I recently read about a concept that just blew me away - it is the intention to end all things with love. No further explanation is needed - just end a phone call with love; end an argument with love; say goodnight or goodbye with love and so on. This totally resonates with me because it is how I am consciously trying to live my life and since my husband's death, I have been well aware of the need for all of us to focus on love. Love diffuses bitterness, anger, resentment and hate. Anger in particular has no where to go if it is met by love.
I am thinking of all of this as I make plans to retrieve my possessions from the house of my ex-husband on Sunday. I had a girlfriend call him to finalize the details and she reported that he is just so angry with me. Furious might be a better word. He told her I will not be allowed into his home and if I do not show up on time, he is not going to wait. He made a couple more unkind comments. This is just so hard for me to deal with. I can't understand the extent of his fury and resentment. My attorney commented that he is going to punish me to the very end. The way I see it, he has gotten the divorce he wanted and in the process destroyed me financially. What more does he want?

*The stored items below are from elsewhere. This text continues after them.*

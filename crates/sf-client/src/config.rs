//! Transport configuration.

use std::time::Duration;

use crate::retry::RetryConfig;

/// Configuration for [`SfHttpClient`](crate::SfHttpClient).
#[derive(Debug, Clone)]
pub struct ClientConfig {
    /// Retry behaviour for throttled and transient responses. `None` disables retries.
    pub retry: Option<RetryConfig>,
    /// Whole-request timeout.
    pub timeout: Duration,
    /// TCP connect timeout.
    pub connect_timeout: Duration,
    /// Accept gzip/deflate encoded responses.
    pub accept_compressed: bool,
    /// User-Agent header value.
    pub user_agent: String,
    /// Emit a debug event per request and response.
    pub trace_requests: bool,
}

impl Default for ClientConfig {
    fn default() -> Self {
        Self {
            retry: Some(RetryConfig::default()),
            timeout: Duration::from_secs(60),
            connect_timeout: Duration::from_secs(10),
            accept_compressed: true,
            user_agent: crate::USER_AGENT.to_string(),
            trace_requests: true,
        }
    }
}

impl ClientConfig {
    /// Start building a config from the defaults.
    pub fn builder() -> ClientConfigBuilder {
        ClientConfigBuilder::default()
    }
}

/// Builder for [`ClientConfig`].
#[derive(Debug, Default)]
pub struct ClientConfigBuilder {
    config: ClientConfig,
}

impl ClientConfigBuilder {
    /// Use the given retry configuration.
    pub fn with_retry(mut self, retry: RetryConfig) -> Self {
        self.config.retry = Some(retry);
        self
    }

    /// Never retry; every failure surfaces immediately.
    pub fn without_retry(mut self) -> Self {
        self.config.retry = None;
        self
    }

    /// Whole-request timeout.
    pub fn with_timeout(mut self, timeout: Duration) -> Self {
        self.config.timeout = timeout;
        self
    }

    /// Connection establishment timeout.
    pub fn with_connect_timeout(mut self, timeout: Duration) -> Self {
        self.config.connect_timeout = timeout;
        self
    }

    /// Accept gzip/deflate encoded responses.
    pub fn with_compression(mut self, enabled: bool) -> Self {
        self.config.accept_compressed = enabled;
        self
    }

    /// User-Agent header value.
    pub fn with_user_agent(mut self, user_agent: impl Into<String>) -> Self {
        self.config.user_agent = user_agent.into();
        self
    }

    /// Log every request and response at debug level.
    pub fn with_request_tracing(mut self, enabled: bool) -> Self {
        self.config.trace_requests = enabled;
        self
    }

    /// Finish the configuration.
    pub fn build(self) -> ClientConfig {
        self.config
    }
}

I was divorced without any formal explanation as to his reasons why; he refused to speak with me throughout the proceedings; he did not say goodbye to me or the boys; he failed to uphold the agreement we had made regarding my move to his state (I was going to move on 7/23/08 after the boy's summer baseball season ended, but he told me on 7/7 that he was divorcing me); he told me this over the phone, long-distance and then hung up on me; he lied about other things; he was not supportive during my Mom's illness and death as well as when my home was struck by a tornado and I had to clean out her large home after she died; he divorced me knowing I didn't have a job and hadn't looked for one in 10 years (he also knew we really only had the money to survive through the end of July on our own). The worst of it all is that as a result of this divorce I will probably lose my home.

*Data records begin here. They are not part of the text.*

//! [`Connection`] backed by the REST and Bulk APIs.

use async_trait::async_trait;
use serde_json::Value;
use tokio::sync::RwLock;
use tracing::{debug, instrument};

use sf_ops_auth::{Credentials, LoginConfig, SalesforceCredentials, SoapLogin};
use sf_ops_bulk::{BulkApiClient, BulkOperation, BulkRowResult};
use sf_ops_client::{ClientConfig, SalesforceClient, SfHttpClient};
use sf_ops_common::{Error, ErrorKind, Result};
use sf_ops_rest::{DescribeSObjectResult, QueryResult, SalesforceRestClient};

use crate::connection::{BulkSettings, Connection, Record};

/// Session state set by `login`.
#[derive(Debug, Clone)]
struct LoggedIn {
    credentials: SalesforceCredentials,
    client: SalesforceClient,
}

/// A connection to one org.
///
/// Created unauthenticated from a login URL; [`Connection::login`] exchanges
/// username and password for a session that every later call uses.
pub struct SalesforceConnection {
    login_url: String,
    api_version: String,
    http: SfHttpClient,
    session: RwLock<Option<LoggedIn>>,
}

impl std::fmt::Debug for SalesforceConnection {
    fn fmt(&self, f: &mut std::fmt::Formatter<'_>) -> std::fmt::Result {
        f.debug_struct("SalesforceConnection")
            .field("login_url", &self.login_url)
            .field("api_version", &self.api_version)
            .finish_non_exhaustive()
    }
}

impl SalesforceConnection {
    /// A connection whose transport sends each request exactly once; a
    /// 429/5xx surfaces as an error and is never resent.
    pub fn new(login_url: impl Into<String>, api_version: impl Into<String>) -> Result<Self> {
        Self::with_config(
            login_url,
            api_version,
            ClientConfig::builder().without_retry().build(),
        )
    }

    /// A connection over a custom transport configuration.
    pub fn with_config(
        login_url: impl Into<String>,
        api_version: impl Into<String>,
        config: ClientConfig,
    ) -> Result<Self> {
        Ok(Self {
            login_url: login_url.into(),
            api_version: api_version.into(),
            http: SfHttpClient::new(config).map_err(Error::remote)?,
            session: RwLock::new(None),
        })
    }

    /// Instance URL of the current session, if logged in.
    pub async fn instance_url(&self) -> Option<String> {
        self.session
            .read()
            .await
            .as_ref()
            .map(|s| s.credentials.instance_url().to_string())
    }

    async fn client(&self) -> Result<SalesforceClient> {
        self.session
            .read()
            .await
            .as_ref()
            .map(|s| s.client.clone())
            .ok_or_else(|| {
                Error::new(ErrorKind::Connection(
                    "not logged in; run login first".to_string(),
                ))
            })
    }

    async fn rest(&self) -> Result<SalesforceRestClient> {
        Ok(SalesforceRestClient::from_client(self.client().await?))
    }
}

fn to_json<T: serde::Serialize>(result: &T) -> Result<Value> {
    Ok(serde_json::to_value(result)?)
}

/// Pull `key` out of `record` as a string, leaving the rest as the body.
fn split_key(record: &Record, key: &str) -> Result<(String, Record)> {
    let mut body = record.clone();
    let value = body.remove(key).ok_or_else(|| {
        Error::new(ErrorKind::Attribute(format!("missing required attribute {key}")))
    })?;
    let value = match value {
        Value::String(s) => s,
        Value::Number(n) => n.to_string(),
        other => {
            return Err(Error::new(ErrorKind::Attribute(format!(
                "{key} must be a string or number, got {other}"
            ))))
        }
    };
    Ok((value, body))
}

#[async_trait]
impl Connection for SalesforceConnection {
    #[instrument(skip(self, password))]
    async fn login(&self, username: &str, password: &str) -> Result<()> {
        let config = LoginConfig::new(&self.login_url, username, password)
            .with_api_version(&self.api_version);
        let credentials = SoapLogin::new(self.http.clone())
            .login(&config)
            .await
            .map_err(Error::remote)?;
        debug!(instance_url = %credentials.instance_url(), "Session established");

        let client = credentials.client(self.http.clone());
        *self.session.write().await = Some(LoggedIn {
            credentials,
            client,
        });
        Ok(())
    }

    async fn describe(&self, sobject: &str) -> Result<DescribeSObjectResult> {
        self.rest()
            .await?
            .describe_sobject(sobject)
            .await
            .map_err(Error::remote)
    }

    async fn create(&self, sobject: &str, record: &Record) -> Result<Value> {
        let result = self
            .rest()
            .await?
            .create(sobject, record)
            .await
            .map_err(Error::remote)?;
        to_json(&result)
    }

    async fn update(&self, sobject: &str, record: &Record) -> Result<Value> {
        let (id, body) = split_key(record, "Id")?;
        let result = self
            .rest()
            .await?
            .update(sobject, &id, &body)
            .await
            .map_err(Error::remote)?;
        to_json(&result)
    }

    async fn upsert(
        &self,
        sobject: &str,
        external_id_field: &str,
        record: &Record,
    ) -> Result<Value> {
        let (external_id, body) = split_key(record, external_id_field)?;
        let result = self
            .rest()
            .await?
            .upsert(sobject, external_id_field, &external_id, &body)
            .await
            .map_err(Error::remote)?;
        to_json(&result)
    }

    async fn query(&self, soql: &str) -> Result<Value> {
        let result: QueryResult<Value> = self
            .rest()
            .await?
            .query_all(soql)
            .await
            .map_err(Error::remote)?;
        to_json(&result)
    }

    #[instrument(skip(self, rows, settings), fields(rows = rows.len()))]
    async fn bulk(
        &self,
        sobject: &str,
        operation: BulkOperation,
        rows: &[Value],
        settings: &BulkSettings,
    ) -> Result<Vec<BulkRowResult>> {
        let bulk = BulkApiClient::from_client(self.client().await?)
            .with_poll_interval(settings.poll_interval)
            .with_poll_timeout(settings.poll_timeout);
        let result = bulk
            .execute_ingest(
                sobject,
                operation,
                rows,
                settings.external_id_field.as_deref(),
            )
            .await
            .map_err(Error::remote)?;
        Ok(result.into_rows())
    }
}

I also feel pretty betrayed because I made a huge sacrifice in marrying my husband, one that I did not take lightly. He suffers from Retarded/Delayed Ejaculation and has NEVER had an orgasm (in any way) with any woman (and it was even difficult for him to have one with himself). But I accepted that aspect of our sex life and was willing to live with it. If I put on my counselor hat I would say that maybe much of his anger is really at himself or a way for him to feel masculine and powerful because of his sexual issues (which are emotional in nature, not physical). Since I'm on a roll here and this is my only outlet for venting about this, he also did not date in H.S. or college, was a virgin until age 25 and had been in fewer than 5 relationships. He went long periods (5 or more years) without even one date (or sex). What is that saying about not marrying a man who has never been married by the time he is 50? Maybe some people are just not cut out to be married. I wish he had realized that before taking me on the roller coaster ride that became our marriage.
And one last thing - did I mention that his nickname (behind his back) at work is Prick? I'm serious! How people treat others is a pretty good indication of how you'll be treated. I begged for marriage counseling - he adamantly refused. What bothers me the most is his inability to look at his own issues as being contributors to the problems of the marriage. He has presented his version of the situation to his friends and family and no one has heard mine. This post is my opportunity to do that even though it will not reach those who should hear it.
Yet despite all this I've tried to focus over the last nine months on the love I've felt for this man. And on Sunday I will do my best to end this marriage with love. Who knows if he'll make an appearance personally or talk to me if he does. But regardless if he is present or hiding in his house, I will be thinking of, focusing on and sending out feelings of love. There isn't any other way, although it is far easier to lash out hatefully and unkindly. I will not do that.
Today I am grateful:
1. That I am able to end this marriage with love (although that doesn't mean that it doesn't still hurt beyond words and that my heart is still broken).
2. That I met a man with whom I can now have a realistic, mature, mutually satisfying and whole relationship with.
3. That this man has treated me with love and respect every step of the way and has patiently helped me heal from the loss of my second marriage.
4. That I feel ready to close the door on this chapter of my life and move forward into the future.
5. That I've tried to become a better person by working through my issues (unlike my ex).